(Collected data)
-- Opening Marker --
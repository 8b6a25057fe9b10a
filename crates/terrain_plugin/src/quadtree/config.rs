//! QuadTreeConfig - construction parameters and world coordinate mapping.

use thiserror::Error;

/// Maximum quadtree depth. Visibility range and morph tables are fixed-size
/// arrays of this length.
pub const MAX_LOD_LEVELS: usize = 16;

/// Raster coordinates are stored in 16 bits, which caps the heightmap size.
pub const MAX_RASTER_SIZE: usize = 65535;

/// World-space box covered by the heightmap raster.
///
/// X/Y span the ground plane, Z is height. Quantized 16-bit height samples
/// map linearly onto `[min_z, min_z + size_z]`.
#[derive(Clone, Copy, Debug, PartialEq)]
pub struct MapDimensions {
  pub min_x: f32,
  pub min_y: f32,
  pub min_z: f32,
  pub size_x: f32,
  pub size_y: f32,
  pub size_z: f32,
}

impl MapDimensions {
  #[inline]
  pub fn max_x(&self) -> f32 {
    self.min_x + self.size_x
  }

  #[inline]
  pub fn max_y(&self) -> f32 {
    self.min_y + self.size_y
  }

  #[inline]
  pub fn max_z(&self) -> f32 {
    self.min_z + self.size_z
  }

  /// Convert a quantized height sample to world space.
  #[inline]
  pub fn world_z(&self, height: u16) -> f32 {
    self.min_z + height as f32 * self.size_z / 65535.0
  }
}

/// Error returned when construction parameters cannot produce a valid tree.
///
/// Validation runs before any allocation, so a failed create leaves nothing
/// behind.
#[derive(Debug, Error, PartialEq, Eq)]
pub enum CreateError {
  #[error("heightmap raster {size_x}x{size_y} needs at least 2 samples per axis")]
  RasterTooSmall { size_x: usize, size_y: usize },
  #[error("heightmap raster {size_x}x{size_y} exceeds {} samples per axis", MAX_RASTER_SIZE)]
  RasterTooLarge { size_x: usize, size_y: usize },
  #[error("lod level count {0} is outside 1..={}", MAX_LOD_LEVELS)]
  InvalidLodLevelCount(usize),
  #[error("leaf node size {0} is not a power of two of at least 2")]
  InvalidLeafNodeSize(u16),
  #[error("top node size {0} exceeds {} raster units", MAX_RASTER_SIZE)]
  TopNodeTooLarge(usize),
}

pub type CreateResult<T> = Result<T, CreateError>;

/// Configuration for quadtree construction.
#[derive(Clone, Copy, Debug)]
pub struct QuadTreeConfig {
  /// Edge length, in raster units, of the most detailed (leaf) node.
  /// Must be a power of two, at least 2.
  pub leaf_node_size: u16,

  /// Tree depth. Level 0 is the coarsest (top) level, `lod_level_count - 1`
  /// the leaf level.
  pub lod_level_count: usize,

  /// World-space box the raster maps onto.
  pub map_dims: MapDimensions,
}

impl QuadTreeConfig {
  /// Raster edge length of a top-level node.
  #[inline]
  pub fn top_node_size(&self) -> usize {
    (self.leaf_node_size as usize) << (self.lod_level_count - 1)
  }

  /// Check the configuration against a heightmap of the given raster size.
  pub fn validate(&self, raster_size_x: usize, raster_size_y: usize) -> CreateResult<()> {
    if raster_size_x < 2 || raster_size_y < 2 {
      return Err(CreateError::RasterTooSmall {
        size_x: raster_size_x,
        size_y: raster_size_y,
      });
    }
    if raster_size_x > MAX_RASTER_SIZE || raster_size_y > MAX_RASTER_SIZE {
      return Err(CreateError::RasterTooLarge {
        size_x: raster_size_x,
        size_y: raster_size_y,
      });
    }
    if self.lod_level_count == 0 || self.lod_level_count > MAX_LOD_LEVELS {
      return Err(CreateError::InvalidLodLevelCount(self.lod_level_count));
    }
    if self.leaf_node_size < 2 || !self.leaf_node_size.is_power_of_two() {
      return Err(CreateError::InvalidLeafNodeSize(self.leaf_node_size));
    }
    // Node sizes are stored in 16 bits too, which bounds leaf size and level
    // count jointly.
    if self.top_node_size() > MAX_RASTER_SIZE {
      return Err(CreateError::TopNodeTooLarge(self.top_node_size()));
    }
    Ok(())
  }
}

impl Default for QuadTreeConfig {
  fn default() -> Self {
    Self {
      leaf_node_size: 8,
      lod_level_count: 7,
      map_dims: MapDimensions {
        min_x: 0.0,
        min_y: 0.0,
        min_z: 0.0,
        size_x: 1.0,
        size_y: 1.0,
        size_z: 1.0,
      },
    }
  }
}

#[cfg(test)]
#[path = "config_test.rs"]
mod config_test;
-- Closing Marker --
• **WHAT NEEDS TO BE DONE**
Go through the data, and copy each line in which the word "CreateResult" appears.

• **ANSWER BOX**
pub type CreateResult<T> = Result<T, CreateError>;
  pub fn validate(&self, raster_size_x: usize, raster_size_y: usize) -> CreateResult<()> {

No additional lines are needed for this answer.